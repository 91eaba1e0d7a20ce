//! Per-vendor tenant clients.
//!
//! Every facade is built from a serde configuration record carrying the vendor's wire field
//! names plus a shared [`ClientOptions`]. Facades own one [`CredentialManager`] per credential
//! kind and route every call through a [`Dispatcher`], which joins endpoint paths onto the
//! configured base URL, attaches the credential, and decodes the vendor reply.

pub mod dingtalk;
pub mod lark;
pub mod mini_program;
pub mod official_account;
pub mod open_platform;
pub mod wecard;
pub mod work_wechat;

mod wechat;

pub use dingtalk::*;
pub use lark::*;
pub use mini_program::*;
pub use official_account::*;
pub use open_platform::*;
pub use wecard::*;
pub use work_wechat::*;

// crates.io
use reqwest::{Method, RequestBuilder};
// self
use crate::{
	_prelude::*,
	auth::TenantConfig,
	cache::{FileCache, TokenCache},
	credential::{
		CredentialKind, CredentialManager, GuardRegistry, RefreshFuture, RefreshSource,
	},
	envelope::CredentialPlacement,
	error::{ConfigError, TransportError},
	http::{HttpClient, HttpRefresh, Record, ThrottleRule, fetch_body},
	traverse::TraversalPolicy,
};

/// Boxed future returned by [`TenantClient::token`].
pub type TokenFuture<'a> = Pin<Box<dyn Future<Output = Result<String>> + 'a + Send>>;

/// Surface shared by every vendor facade.
pub trait TenantClient
where
	Self: Send + Sync,
{
	/// Vendor-issued tenant identifier.
	fn id(&self) -> &str;

	/// Live access credential, refreshed on demand.
	fn token(&self) -> TokenFuture<'_>;
}

/// Shared construction inputs for vendor facades.
#[derive(Clone)]
pub struct ClientOptions {
	cache: Arc<dyn TokenCache>,
	http: HttpClient,
	guards: Arc<GuardRegistry>,
	base_url: Option<Url>,
	secondary_base_url: Option<Url>,
	policy: TraversalPolicy,
	safety_margin: Duration,
}
impl ClientOptions {
	/// Uses `cache` for every credential.
	pub fn with_cache(mut self, cache: Arc<dyn TokenCache>) -> Self {
		self.cache = cache;

		self
	}

	/// Uses `http` for every outbound call.
	pub fn with_http_client(mut self, http: HttpClient) -> Self {
		self.http = http;

		self
	}

	/// Uses `guards` instead of the process-wide registry.
	pub fn with_guards(mut self, guards: Arc<GuardRegistry>) -> Self {
		self.guards = guards;

		self
	}

	/// Overrides the vendor's primary API host. A path on `url` (a proxy prefix) is kept in
	/// front of every endpoint path.
	pub fn with_base_url(mut self, url: Url) -> Self {
		self.base_url = Some(url);

		self
	}

	/// Overrides the vendor's secondary API host (DingTalk's `api.dingtalk.com`).
	pub fn with_secondary_base_url(mut self, url: Url) -> Self {
		self.secondary_base_url = Some(url);

		self
	}

	/// Overrides retry and paging limits.
	pub fn with_policy(mut self, policy: TraversalPolicy) -> Self {
		self.policy = policy;

		self
	}

	/// Overrides the margin subtracted from vendor TTLs.
	pub fn with_safety_margin(mut self, margin: Duration) -> Self {
		self.safety_margin = margin;

		self
	}

	/// Credential cache.
	pub fn cache(&self) -> &Arc<dyn TokenCache> {
		&self.cache
	}

	/// HTTP client.
	pub fn http(&self) -> &HttpClient {
		&self.http
	}

	/// Traversal limits.
	pub fn policy(&self) -> &TraversalPolicy {
		&self.policy
	}

	pub(crate) fn manager(
		&self,
		tenant: &TenantConfig,
		kind: CredentialKind,
		source: Arc<dyn RefreshSource>,
	) -> CredentialManager {
		self.manager_for(tenant.identity(), tenant, kind, source)
	}

	pub(crate) fn manager_for(
		&self,
		identity: String,
		tenant: &TenantConfig,
		kind: CredentialKind,
		source: Arc<dyn RefreshSource>,
	) -> CredentialManager {
		CredentialManager::new(identity, kind, self.cache.clone(), source)
			.with_label(tenant.id.as_str())
			.with_guards(self.guards.clone())
			.with_safety_margin(self.safety_margin)
	}

	pub(crate) fn dispatcher(&self, default_base: &str) -> Result<Dispatcher, ConfigError> {
		Ok(Dispatcher::new(self.http.clone(), resolve(self.base_url.as_ref(), default_base)?))
	}

	pub(crate) fn secondary_dispatcher(
		&self,
		default_base: &str,
	) -> Result<Dispatcher, ConfigError> {
		Ok(Dispatcher::new(
			self.http.clone(),
			resolve(self.secondary_base_url.as_ref(), default_base)?,
		))
	}
}
impl Default for ClientOptions {
	fn default() -> Self {
		Self {
			cache: Arc::new(FileCache::in_temp_dir()),
			http: HttpClient::default(),
			guards: GuardRegistry::shared(),
			base_url: None,
			secondary_base_url: None,
			policy: TraversalPolicy::default(),
			safety_margin: CredentialManager::DEFAULT_SAFETY_MARGIN,
		}
	}
}
impl Debug for ClientOptions {
	fn fmt(&self, f: &mut Formatter) -> FmtResult {
		f.debug_struct("ClientOptions")
			.field("base_url", &self.base_url.as_ref().map(Url::as_str))
			.field("secondary_base_url", &self.secondary_base_url.as_ref().map(Url::as_str))
			.field("policy", &self.policy)
			.field("safety_margin", &self.safety_margin)
			.finish_non_exhaustive()
	}
}

fn resolve(configured: Option<&Url>, default_base: &str) -> Result<Url, ConfigError> {
	match configured {
		Some(url) => Ok(url.clone()),
		None => Url::parse(default_base)
			.map_err(|source| ConfigError::InvalidEndpoint { path: default_base.into(), source }),
	}
}

/// Builds, authorizes, and decodes calls against one vendor host.
#[derive(Clone, Debug)]
pub(crate) struct Dispatcher {
	http: HttpClient,
	base: Url,
	placement: CredentialPlacement,
	throttle: Option<ThrottleRule>,
}
impl Dispatcher {
	fn new(http: HttpClient, mut base: Url) -> Self {
		// Endpoint paths join below the base path, which therefore needs a trailing slash.
		if !base.path().ends_with('/') {
			let path = format!("{}/", base.path());

			base.set_path(&path);
		}

		Self { http, base, placement: CredentialPlacement::default(), throttle: None }
	}

	pub(crate) fn with_placement(mut self, placement: CredentialPlacement) -> Self {
		self.placement = placement;

		self
	}

	pub(crate) fn with_throttle(mut self, rule: ThrottleRule) -> Self {
		self.throttle = Some(rule);

		self
	}

	pub(crate) fn url(&self, path: &str) -> Result<Url, ConfigError> {
		self.base
			.join(path.trim_start_matches('/'))
			.map_err(|source| ConfigError::InvalidEndpoint { path: path.into(), source })
	}

	pub(crate) fn request(&self, method: Method, path: &str) -> Result<RequestBuilder> {
		Ok(self.http.inner().request(method, self.url(path)?))
	}

	/// Request carrying the credential from `access` in this host's placement.
	pub(crate) async fn authorized(
		&self,
		access: &CredentialManager,
		method: Method,
		path: &str,
	) -> Result<RequestBuilder> {
		let request = self.request(method, path)?;
		let token = access.get().await?;

		Ok(self.placement.apply(request, &token))
	}

	pub(crate) async fn json(&self, request: RequestBuilder) -> Result<Record> {
		self.http.send_json(request, self.throttle.as_ref()).await
	}

	/// Parses the reply without rejecting a non-zero status, for endpoints whose error
	/// replies still carry usable data.
	pub(crate) async fn record(&self, request: RequestBuilder) -> Result<Record> {
		let (status, body) = self.http.send(request).await?;

		match Record::parse(&body) {
			Ok(record) => Ok(record),
			Err(_) if !(200..300).contains(&status) =>
				Err(TransportError::Status { status }.into()),
			Err(e) => Err(e.into()),
		}
	}

	pub(crate) async fn bytes(&self, request: RequestBuilder) -> Result<Vec<u8>> {
		self.http.send_bytes(request).await
	}

	pub(crate) async fn get(
		&self,
		access: &CredentialManager,
		path: &str,
		query: &[(&str, &str)],
	) -> Result<Record> {
		let request = self.authorized(access, Method::GET, path).await?.query(query);

		self.json(request).await
	}

	pub(crate) async fn post<B>(
		&self,
		access: &CredentialManager,
		path: &str,
		body: &B,
	) -> Result<Record>
	where
		B: ?Sized + Serialize,
	{
		let request = self.authorized(access, Method::POST, path).await?.json(body);

		self.json(request).await
	}

	/// Unauthenticated call, used by refresh and code-exchange endpoints.
	pub(crate) async fn anonymous<F>(
		&self,
		method: Method,
		path: &str,
		decorate: F,
	) -> Result<Record>
	where
		F: FnOnce(RequestBuilder) -> RequestBuilder,
	{
		let request = decorate(self.request(method, path)?);

		self.json(request).await
	}

	/// Refresh source sending `decorate(METHOD path)` on every refresh.
	pub(crate) fn refresh<F>(
		&self,
		method: Method,
		path: &str,
		decorate: F,
	) -> Result<Arc<dyn RefreshSource>, ConfigError>
	where
		F: 'static + Send + Sync + Fn(RequestBuilder) -> RequestBuilder,
	{
		let client = self.http.inner().clone();
		let url = self.url(path)?;

		Ok(Arc::new(HttpRefresh::new(move || {
			decorate(client.request(method.clone(), url.clone()))
		})))
	}

	/// Refresh source that first obtains a credential from `access` and attaches it with
	/// `placement`.
	pub(crate) fn scoped_refresh<F>(
		&self,
		access: CredentialManager,
		placement: CredentialPlacement,
		method: Method,
		path: &str,
		decorate: F,
	) -> Result<Arc<dyn RefreshSource>, ConfigError>
	where
		F: 'static + Send + Sync + Fn(RequestBuilder) -> RequestBuilder,
	{
		let client = self.http.inner().clone();
		let url = self.url(path)?;

		Ok(Arc::new(ScopedRefresh {
			access,
			placement,
			build: move || decorate(client.request(method.clone(), url.clone())),
		}))
	}

	/// Decodes an already-received body with this host's throttle rule.
	#[cfg(test)]
	fn decode(&self, body: &[u8]) -> Result<Record> {
		crate::http::decode_reply(body, self.throttle.as_ref())
	}
}

struct ScopedRefresh<F> {
	access: CredentialManager,
	placement: CredentialPlacement,
	build: F,
}
impl<F> RefreshSource for ScopedRefresh<F>
where
	F: Send + Sync + Fn() -> RequestBuilder,
{
	fn refresh(&self) -> RefreshFuture<'_> {
		Box::pin(async move {
			match self.access.get().await {
				Ok(token) => fetch_body(self.placement.apply((self.build)(), &token)).await,
				Err(e) => {
					tracing::warn!(
						kind = self.access.kind().prefix(),
						error = %e,
						"Scoped refresh could not obtain its access credential."
					);

					Vec::new()
				},
			}
		})
	}
}

/// Maps a vendor "no privilege" reply to `None`.
pub(crate) fn unless_denied<T>(code: i64, result: Result<T>) -> Result<Option<T>> {
	match result {
		Ok(value) => Ok(Some(value)),
		Err(Error::Vendor { code: denied, .. }) if denied == code => Ok(None),
		Err(e) => Err(e),
	}
}

/// Rejects replies that carry a non-zero status, except `allowed`.
pub(crate) fn status_allowing(record: Record, allowed: i64) -> Result<Record> {
	match record.vendor_status() {
		None => Ok(record),
		Some((code, _)) if code == allowed => Ok(record),
		Some((code, message)) => Err(Error::Vendor { code, message }),
	}
}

WHAT TO PRODUCE – Scan the data above and copy each line containing the word "RefreshFuture".

SOLUTION TO THE PROBLEM –
		CredentialKind, CredentialManager, GuardRegistry, RefreshFuture, RefreshSource,
	fn refresh(&self) -> RefreshFuture<'_> {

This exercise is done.